Shoppers reported weekly grocery spend totals of $136, which is $12 lower than February 2022, according to the latest edition of FMI’s “U.S. Grocery Shopper Trends: Back to School” series. (The data used for the report was captured August 1-8, 2022, online among a national sample of 1,490 grocery shoppers.)

The report noted that while the spending decline is partially a seasonal effect, with consumers eating out more during summer months, it also indicates belt-tightening behaviors.

“Shoppers seem to believe they are succeeding at bringing their grocery spending under control, hitting a lower ongoing weekly total, as they adjust their overall household budgets,” the report said.

The report found that 90% of shoppers are concerned about some aspect of food accessibility, with 61% concerned about rising prices specifically, up eight percentage points since February 2022. However, even in this inflationary environment, shoppers feel they have at least some degree of control over their finances, particularly when it comes to their grocery budgets (86%).

Other findings from the U.S. Grocery Shopper Trends: Back to School report are below.

  • Shoppers are finding ways to cope with rising food prices by looking for deals (49%), buying more store brands (41%), buying fewer items (37%), buying in bulk (23%) and making increased use of store loyalty programs (22%).
  • Shoppers’ worries about rising prices are focused on essential items, including gas (77%), food (72%) and housing (59%) costs.
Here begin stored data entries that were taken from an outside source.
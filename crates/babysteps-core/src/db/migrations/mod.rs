//! Schema migration stages for the task store.
//!
//! Each stage moves a store from one [`SchemaVersion`] to the next in a
//! single transaction:
//! 1. `will_migrate` runs against source-shaped records
//! 2. the structural copy rebuilds tables, filling new fields with defaults
//! 3. `did_migrate` runs against target-shaped records
//!
//! A failing stage rolls back and leaves the store at its source version.
//! Callers must not use a store whose migration failed.

pub mod v1_to_v2;

use chrono::{DateTime, Utc};
use rusqlite::{Connection, Transaction, params, types::Type};
use serde::Serialize;
use std::fmt;

use super::schema::{self, SchemaVersion};
use crate::error::ErrorCode;
use crate::time;

/// Latest schema version understood by this build.
pub const LATEST_SCHEMA_VERSION: u32 = SchemaVersion::latest().number();

/// Registered stages, in ascending `from` order.
pub const STAGES: &[MigrationStage] = &[v1_to_v2::STAGE];

/// Custom logic run inside a stage's transaction.
pub type Hook = fn(&Transaction<'_>) -> rusqlite::Result<()>;

/// A declared transition between two schema versions.
#[derive(Clone, Copy)]
pub struct MigrationStage {
    pub from: SchemaVersion,
    pub to: SchemaVersion,
    pub will_migrate: Hook,
    pub structural_sql: &'static str,
    pub did_migrate: Hook,
}

impl fmt::Debug for MigrationStage {
    fn fmt(&self, f: &mut fmt::Formatter<'_>) -> fmt::Result {
        f.debug_struct("MigrationStage")
            .field("from", &self.from)
            .field("to", &self.to)
            .finish_non_exhaustive()
    }
}

/// Which hook of a stage failed.
#[derive(Debug, Clone, Copy, PartialEq, Eq)]
pub enum HookPhase {
    WillMigrate,
    DidMigrate,
}

impl fmt::Display for HookPhase {
    fn fmt(&self, f: &mut fmt::Formatter<'_>) -> fmt::Result {
        f.write_str(match self {
            Self::WillMigrate => "will-migrate",
            Self::DidMigrate => "did-migrate",
        })
    }
}

/// Migration failure. The store is left at the version it had before the
/// failing stage started.
#[derive(Debug, thiserror::Error)]
pub enum MigrationError {
    #[error("store schema version {found} is newer than the latest known version {latest}")]
    UnsupportedVersion { found: u32, latest: u32 },

    #[error("no migration stage starts at schema {0}")]
    MissingStage(SchemaVersion),

    #[error("unversioned store has tables of no known schema (tasks columns: {})", .columns.join(", "))]
    UnrecognizedShape { columns: Vec<String> },

    #[error("{phase} hook of stage {from} -> {to} failed: {source}")]
    Hook {
        from: SchemaVersion,
        to: SchemaVersion,
        phase: HookPhase,
        #[source]
        source: rusqlite::Error,
    },

    #[error("structural copy of stage {from} -> {to} failed: {source}")]
    StructuralCopy {
        from: SchemaVersion,
        to: SchemaVersion,
        #[source]
        source: rusqlite::Error,
    },

    #[error("sqlite error during migration: {0}")]
    Sqlite(#[from] rusqlite::Error),
}

impl MigrationError {
    #[must_use]
    pub const fn code(&self) -> ErrorCode {
        match self {
            Self::UnsupportedVersion { .. } => ErrorCode::UnsupportedSchemaVersion,
            _ => ErrorCode::MigrationFailed,
        }
    }
}

/// What a call to [`migrate`] did.
#[derive(Debug, Clone, Copy, PartialEq, Eq, Serialize)]
pub struct MigrationOutcome {
    /// `user_version` found on open (0 for a new or unversioned store).
    pub from: u32,
    pub to: u32,
    pub stages_applied: usize,
}

impl MigrationOutcome {
    #[must_use]
    pub const fn is_noop(&self) -> bool {
        self.stages_applied == 0 && self.from == self.to
    }
}

/// Read `PRAGMA user_version` and convert it to a Rust `u32`.
///
/// # Errors
///
/// Returns an error if querying SQLite fails or the version value cannot be
/// represented as `u32`.
pub fn current_schema_version(conn: &Connection) -> rusqlite::Result<u32> {
    let version: i64 = conn.pragma_query_value(None, "user_version", |row| row.get(0))?;
    u32::try_from(version).map_err(|error| {
        rusqlite::Error::FromSqlConversionFailure(0, Type::Integer, Box::new(error))
    })
}

/// Bring the store to the latest schema version.
///
/// Running it on an up-to-date store is a no-op.
///
/// # Errors
///
/// Returns [`MigrationError`] when the stored version is unknown or any stage
/// fails. Completed stages stay committed; the failing one is rolled back.
pub fn migrate(conn: &mut Connection) -> Result<MigrationOutcome, MigrationError> {
    migrate_with(conn, STAGES, time::now())
}

/// [`migrate`] with an explicit stage list and clock.
///
/// # Errors
///
/// See [`migrate`].
pub fn migrate_with(
    conn: &mut Connection,
    stages: &[MigrationStage],
    now: DateTime<Utc>,
) -> Result<MigrationOutcome, MigrationError> {
    let latest = SchemaVersion::latest();
    let stored = current_schema_version(conn)?;

    if stored > latest.number() {
        return Err(MigrationError::UnsupportedVersion {
            found: stored,
            latest: latest.number(),
        });
    }

    let start = match SchemaVersion::from_number(stored) {
        Some(version) => version,
        None => match schema::detect_version(conn)? {
            None if schema::table_exists(conn, "tasks")?
                || schema::table_exists(conn, "steps")? =>
            {
                return Err(MigrationError::UnrecognizedShape {
                    columns: schema::table_columns(conn, "tasks")?,
                });
            }
            None => {
                create_latest(conn, latest)?;
                tracing::info!(schema = %latest, "created empty store");
                return Ok(MigrationOutcome {
                    from: stored,
                    to: latest.number(),
                    stages_applied: 0,
                });
            }
            Some(detected) => {
                tracing::warn!(
                    schema = %detected,
                    "store has no schema version; adopting the shape of its tables"
                );
                detected
            }
        },
    };

    if start == latest && stored == latest.number() {
        tracing::debug!(schema = %latest, "store already at latest schema");
        return Ok(MigrationOutcome {
            from: stored,
            to: stored,
            stages_applied: 0,
        });
    }

    let applied = with_foreign_keys_off(conn, |conn| {
        let mut current = start;
        let mut applied = 0;
        if current == latest {
            // Unversioned store that already has the latest shape.
            let tx = conn.transaction()?;
            tx.execute_batch(schema::ENSURE_META_SQL)?;
            record_version(&tx, latest, now)?;
            tx.commit()?;
        }
        while current < latest {
            let stage = stages
                .iter()
                .find(|stage| stage.from == current)
                .ok_or(MigrationError::MissingStage(current))?;
            run_stage(conn, stage, now)?;
            current = stage.to;
            applied += 1;
        }
        Ok(applied)
    })?;

    Ok(MigrationOutcome {
        from: stored,
        to: latest.number(),
        stages_applied: applied,
    })
}

fn create_latest(conn: &mut Connection, latest: SchemaVersion) -> Result<(), MigrationError> {
    let tx = conn.transaction()?;
    tx.execute_batch(latest.create_sql())?;
    tx.pragma_update(None, "user_version", i64::from(latest.number()))?;
    tx.execute(
        "UPDATE store_meta SET schema_version = ?1 WHERE id = 1",
        [i64::from(latest.number())],
    )?;
    tx.commit()?;
    Ok(())
}

fn run_stage(
    conn: &mut Connection,
    stage: &MigrationStage,
    now: DateTime<Utc>,
) -> Result<(), MigrationError> {
    let (from, to) = (stage.from, stage.to);
    tracing::info!(%from, %to, "running migration stage");

    let tx = conn.transaction()?;
    tx.execute_batch(schema::ENSURE_META_SQL)?;

    (stage.will_migrate)(&tx).map_err(|source| MigrationError::Hook {
        from,
        to,
        phase: HookPhase::WillMigrate,
        source,
    })?;

    tx.execute_batch(stage.structural_sql)
        .map_err(|source| MigrationError::StructuralCopy { from, to, source })?;

    (stage.did_migrate)(&tx).map_err(|source| MigrationError::Hook {
        from,
        to,
        phase: HookPhase::DidMigrate,
        source,
    })?;

    let dangling = count_dangling_steps(&tx)?;
    if dangling > 0 {
        tracing::warn!(
            dangling,
            "steps reference missing tasks; the integrity pass will remove them"
        );
    }

    record_version(&tx, to, now)?;
    tx.commit()?;

    tracing::info!(%from, %to, "migration stage committed");
    Ok(())
}

fn record_version(
    tx: &Transaction<'_>,
    version: SchemaVersion,
    now: DateTime<Utc>,
) -> rusqlite::Result<()> {
    tx.pragma_update(None, "user_version", i64::from(version.number()))?;
    tx.execute(
        "UPDATE store_meta
         SET schema_version = ?1, last_migrated_at_us = ?2
         WHERE id = 1",
        params![i64::from(version.number()), time::to_micros(now)],
    )?;
    Ok(())
}

fn count_dangling_steps(tx: &Transaction<'_>) -> rusqlite::Result<usize> {
    let mut stmt = tx.prepare("PRAGMA foreign_key_check(steps)")?;
    let rows = stmt.query_map([], |_| Ok(()))?;
    let mut count = 0;
    for row in rows {
        row?;
        count += 1;
    }
    Ok(count)
}

/// Run `f` with foreign key enforcement off, restoring the previous setting
/// afterwards even when `f` fails. The pragma is a no-op inside a
/// transaction, so it is toggled around the stage transactions.
fn with_foreign_keys_off<T>(
    conn: &mut Connection,
    f: impl FnOnce(&mut Connection) -> Result<T, MigrationError>,
) -> Result<T, MigrationError> {
    let enabled: i64 = conn.pragma_query_value(None, "foreign_keys", |row| row.get(0))?;
    conn.pragma_update(None, "foreign_keys", "OFF")?;

    let result = f(conn);

    if enabled != 0 {
        conn.pragma_update(None, "foreign_keys", "ON")?;
    }
    result
}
Households with children are particularly concerned about rising prices on school supplies (64%) and clothing (65%).
  • Even though shoppers say they are feeling pinched, they do express control over aspects of their household budget, particularly eating out (91%), grocery shopping (86%) and, for households with children, childcare (87%).
  • Consumers are seeing different benefits from shopping in-store or online. Customers indicate that while shopping in a physical store, they can make adjustments at the shelf (61%) and save on shipping/delivery (57%). When grocery shopping online, shoppers report they can better monitor basket size (64%) and save on gas (62%).

The report includes additional information regarding shoppers’ concerns about COVID-19 and its long-term impact, details on the ways rising food prices are impacting food insecure households, restaurant spending versus grocery spending  and more.